* YOUR OBJECTIVE
Below are the entries; tally the lines holding the string "InterceptorConfig" and give only that figure.

* Stored records

····················

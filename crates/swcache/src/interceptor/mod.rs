//! # Cache Interceptor
//!
//! Reacts to lifecycle signals from the host: `install` fills the static
//! partition, `activate` drops partitions from other versions, and `fetch`
//! decides between cache and network for every intercepted request.
//!
//! The interceptor keeps no state of its own beyond handles to the injected
//! storage, network and host. Opportunistic cache fills run on a
//! [`TaskTracker`]; hosts that recycle the execution context may drop them,
//! so nothing depends on their completion.

mod fetch;
mod lifecycle;

use std::sync::Arc;

use tokio_util::task::TaskTracker;

use crate::cache::CacheStorage;
use crate::config::InterceptorConfig;
use crate::host::Host;
use crate::network::Network;

pub use fetch::{FetchOutcome, Route};

/// The cache interceptor for one application version
#[derive(Clone)]
pub struct Interceptor {
    config: Arc<InterceptorConfig>,
    storage: Arc<dyn CacheStorage>,
    network: Arc<dyn Network>,
    host: Arc<dyn Host>,
    background: TaskTracker,
}

impl Interceptor {
    pub fn new(
        config: InterceptorConfig,
        storage: Arc<dyn CacheStorage>,
        network: Arc<dyn Network>,
        host: Arc<dyn Host>,
    ) -> Self {
        Self {
            config: Arc::new(config),
            storage,
            network,
            host,
            background: TaskTracker::new(),
        }
    }

    pub fn config(&self) -> &InterceptorConfig {
        &self.config
    }

    pub fn storage(&self) -> &Arc<dyn CacheStorage> {
        &self.storage
    }

    pub(crate) fn host(&self) -> &Arc<dyn Host> {
        &self.host
    }

    /// Cache writes started after a response was already delivered
    pub fn background_tasks(&self) -> &TaskTracker {
        &self.background
    }

    /// Wait for every pending background write to finish
    pub async fn flush_background(&self) {
        self.background.close();
        self.background.wait().await;
        self.background.reopen();
    }
}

····················

* SOLUTION
4